**Data provided:**
%%

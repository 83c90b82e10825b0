//! Application layer: the configuration store.
//!
//! - **`configuration`** – Accumulates settings from property assignment and
//!   the argument overlay, filters test-result files through the file-system
//!   seam, and drives the feature switch.  The rendering pipeline reads the
//!   result through the [`DocumentationSettings`](configuration::DocumentationSettings)
//!   trait.

pub mod configuration;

%%

**To do:** The expected answer is the lines from the one containing "through the file-system" through the end of the material, reproduced exactly with both ends kept.

**Answer for this exercise:**
//!   the argument overlay, filters test-result files through the file-system
//!   seam, and drives the feature switch.  The rendering pipeline reads the
//!   result through the [`DocumentationSettings`](configuration::DocumentationSettings)
//!   trait.

pub mod configuration;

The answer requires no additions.